Dans La Vie et demie, le Guide Providentiel : Obramoussando Mbi est le premier des grands personnages du récit. Ses actions sont beaucoup plus récurrentes dans le roman. Son vrai nom est Cypriano Ramoussa. Il est ancien voleur de bétail qui, pour échapper aux poursuites judiciaires, change son identité et porte le nom d'Obramoussando Mbi. Après cette manoeuvre bien menée, il quitte sa région natale et intègre les forces armées de la démocratie nationale et grâce à ses dix-huit qualités d'ancien voleur de bétail, il se fait un chemin louable dans la vie (V.D. : 26). Il réussit à occuper une place importante dans la société Katalamanasienne en devenant le chef de l'Etat du nouveau pays indépendant.

La formation du Guide Providentiel est nulle. Il n'est pas à la hauteur de la lourde tâche d'un président ; c'est pourquoi il recourt à la dictature, à la violence qui sont pour lui une arme sûre pour s'imposer. Il ne tolère aucune opposition dans son pays. Pour s'en débarrasser, il n'hésite pas à égorger Martial, à révolvériser et sabrer Martial, le chef charismatique et oblige la famille de celui-ci à manger ses restes. C'est d'ailleurs sur cette scène que s'ouvre le roman comme Marie-Noëlle VIBERT, elle aussi, l'a remarqué :

« La Vie et demie s'ouvre sur le massacre de Martial par le guide providentiel, qui oblige ensuite la famille de celui-ci à manger le reste du corps. "vous allez me bouffer ça [...] Il ordonna qu'on vînt prendre la termitière et qu'on en fit moitié pâté et moitié daube bien cuisinée pour le repas du lendemain" »37(*).

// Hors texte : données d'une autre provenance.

//! Integration tests composing resource builders into documents.

use cfnkit_core::{CfnError, Document, Format};
use cfnkit_resources::awslambda::{FunctionBuilder, Runtime};
use cfnkit_resources::codepipeline::{
    ActionBuilder, ActionTypeIdBuilder, PipelineBuilder, StageBuilder,
};
use cfnkit_resources::iam::policies::assume_role_policy;
use cfnkit_resources::iam::RoleBuilder;
use cfnkit_resources::s3::{AccessControl, BucketBuilder};
use cfnkit_resources::Sample;
use serde_json::json;

#[test]
fn test_site_bucket_renders_access_control() {
    let bucket = BucketBuilder::new()
        .name("site-bucket")
        .access_control(AccessControl::PublicRead)
        .build()
        .unwrap();

    let mut doc = Document::new();
    doc.add_resource(&bucket).unwrap();
    let tree = doc.resolve().unwrap();

    assert_eq!(
        tree["Resources"]["site-bucket"],
        json!({ "Type": "AWS::S3::Bucket", "Properties": { "AccessControl": "PublicRead" } })
    );
}

#[test]
fn test_default_action_in_pipeline_document() {
    let action = ActionBuilder::new()
        .name("Approve")
        .action_type(
            ActionTypeIdBuilder::new()
                .category(cfnkit_resources::codepipeline::ActionCategory::Approval)
                .owner(cfnkit_resources::codepipeline::ActionOwner::Aws)
                .version("1")
                .provider("Manual")
                .build()
                .unwrap(),
        )
        .build()
        .unwrap();
    let stage = StageBuilder::new()
        .name("Gate")
        .add_action(action)
        .build()
        .unwrap();

    let store = BucketBuilder::new().name("Artifacts").build().unwrap();
    let role = RoleBuilder::new()
        .name("PipelineRole")
        .assume_role_policy(assume_role_policy("codepipeline.amazonaws.com").unwrap())
        .build()
        .unwrap();
    let pipeline = PipelineBuilder::new()
        .name("Release")
        .role(&role)
        .artifact_store(&store)
        .add_stage(stage)
        .build()
        .unwrap();

    let mut doc = Document::new();
    doc.add_resource(&store)
        .unwrap()
        .add_resource(&role)
        .unwrap()
        .add_resource(&pipeline)
        .unwrap();
    let tree = doc.resolve().unwrap();

    let rendered_action = &tree["Resources"]["Release"]["Properties"]["Stages"][0]["Actions"][0];
    assert_eq!(rendered_action["RunOrder"], json!("1"));
    assert_eq!(rendered_action["Configuration"], json!({}));
    assert_eq!(rendered_action["OutputArtifacts"], json!([]));
    assert_eq!(
        tree["Resources"]["Release"]["Properties"]["ArtifactStore"],
        json!({ "Type": "S3", "Location": { "Ref": "Artifacts" } })
    );
}

#[test]
fn test_function_with_missing_role_fails_at_render() {
    let function = FunctionBuilder::new()
        .name("Orphan")
        .source_code(["def handler(event, context):\n", "    return 1\n"])
        .handler("index.handler")
        .role_name("MissingRole")
        .runtime(Runtime::Python312)
        .build()
        .unwrap();

    let mut doc = Document::new();
    doc.add_resource(&function).unwrap();

    match doc.render() {
        Err(CfnError::UnresolvedReference {
            target,
            referenced_by,
        }) => {
            assert_eq!(target, "MissingRole");
            assert_eq!(referenced_by, "Orphan");
        }
        other => panic!("expected unresolved reference, got {:?}", other),
    }
}

#[test]
fn test_role_and_function_share_namespace() {
    let role = RoleBuilder::new()
        .name("Shared")
        .assume_role_policy(assume_role_policy("lambda.amazonaws.com").unwrap())
        .build()
        .unwrap();
    let bucket = BucketBuilder::new().name("Shared").build().unwrap();

    let mut doc = Document::new();
    doc.add_resource(&role).unwrap();
    let err = doc.add_resource(&bucket).unwrap_err();

    assert!(matches!(err, CfnError::DuplicateName(ref name) if name == "Shared"));
    assert_eq!(doc.len(), 1);
}

#[test]
fn test_samples_render_identically_twice() {
    for sample in Sample::all() {
        let doc = sample.build().unwrap();
        assert_eq!(doc.render().unwrap(), doc.render().unwrap());
        assert_eq!(
            doc.render_as(Format::Yaml).unwrap(),
            doc.render_as(Format::Yaml).unwrap()
        );
    }
}

#[test]
fn test_pipeline_sample_resolves_cross_references() {
    let tree = Sample::Pipeline.build().unwrap().resolve().unwrap();
    let props = &tree["Resources"]["ExampleElmPipeline"]["Properties"];

    assert_eq!(
        props["RoleArn"],
        json!({ "Fn::GetAtt": ["ExamplePipelineRole", "Arn"] })
    );
    assert_eq!(
        props["Stages"][1]["Actions"][0]["Configuration"]["ProjectName"],
        json!({ "Ref": "ExampleElmAppBuilder" })
    );
    assert_eq!(
        props["DisableInboundStageTransitions"][0]["StageName"],
        "ExampleDeployStage"
    );
    assert_eq!(
        tree["Resources"]["ExampleElmAppBuilder"]["Properties"]["Name"],
        json!({ "Fn::Sub": "ExampleElmAppBuilder-${AWS::StackName}" })
    );
}

#[test]
fn test_website_sample_output() {
    let tree = Sample::Website.build().unwrap().resolve().unwrap();

    assert_eq!(
        tree["Resources"]["ExampleWebsite"]["Properties"]["WebsiteConfiguration"],
        json!({ "IndexDocument": "index.html", "ErrorDocument": "error.html" })
    );
    assert_eq!(
        tree["Outputs"]["ExampleWebsiteURL"]["Value"],
        json!({ "Fn::GetAtt": ["ExampleWebsite", "WebsiteURL"] })
    );
}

Ce repas anthropophagique imposé par le guide providentiel aux différents membres de sa famille vise bien sûr à les humilier en niant leur dignité, mais aussi à les obliger à participer à l'élimination totale de leur parent, lequel, comme nous venons de le mentionner, réduit au sens propre en chair pâté et en daube, doit être mangé par les siens.

Au cours de son règne, Cypriano Ramoussa est beaucoup troublé par Martial qui ne cesse plus de revenir. A cause de la peur provoquée par ce dernier, le Guide Providentiel demande qu'on lui donne les quarante soldats plus courageux de l'armée afin de le protéger :

« C'était pour la plupart des hommes grands comme deux, forts comme quatre et velus comme deux ours. Le guide dormait entre quatre d'eux, collés à sa peau, tandis que le reste du contingent s'ajoutait à une cinquantaine de soldats ordinaires qui remplissaient les veillées de son excellence du bruit ferré de leurs sinistres souliers »(V.D. : 20).

Dans La Vie et demie, le Guide providentiel croit, pour conjurer les fort désagréables apparitions de Martial, qu'il doit partager sa couche avec Chaïdana, la fille de Martial, tout en la respectant. Mais au contraire, quand il fit des rapports sexuels avec Chaïdana, c'est là où Martial lui apparaît vite. De ce fait, c'est en se gardant alors de faire avec Chaïdana « ce qu'on fait avec les filles » (V.D. : 21) que le guide peut espérer tenir à distance le fantôme sanglant de Martial.

« Mais son excellence doit absolument éviter de faire la chose-là avec la fille de Martial. Pendant trois ans le guide providentiel partagea ses nuits avec la famille de Martial sans faire la chose avec elle, ni avec aucune autre femme. C'était l'époque où il parlait à tout le monde de ses trois ans d'eau dans la vessie » (V.D. : 21).

Par après, le Guide providentiel continuera à être hanté par Martial jusqu'à ce qu'il exprime son amertume et son désespoir en ces termes : « Enfin, Martial ! sois raisonnable. Tu m'as assez torturé comme ça. Tu deviens plus infernal que moi [...] Cesse d'être tropical, Martial. J'ai gagné ma guerre, reconnais-moi ce droit-là » (V.D., 58).

Le règne de Obramoussando Mbi dure 25 ans et est toujours parsemé de plusieurs abus.

* 34 LAROUSSE, P., Nouveau Petit Larousse, Paris, Larousse, 1977, p. 765.

* 35 SUPERVILLE, J., Théories de l'Art et des Genres littéraires, Paris, édition de l'école, 1951, p. 438.

* 36 NKIZAMACUMU, D., cité par BIZIMUNGU, C., Op. cit., p. 69.

* 37 VIBERT, M.N., Op. cit., p. 108.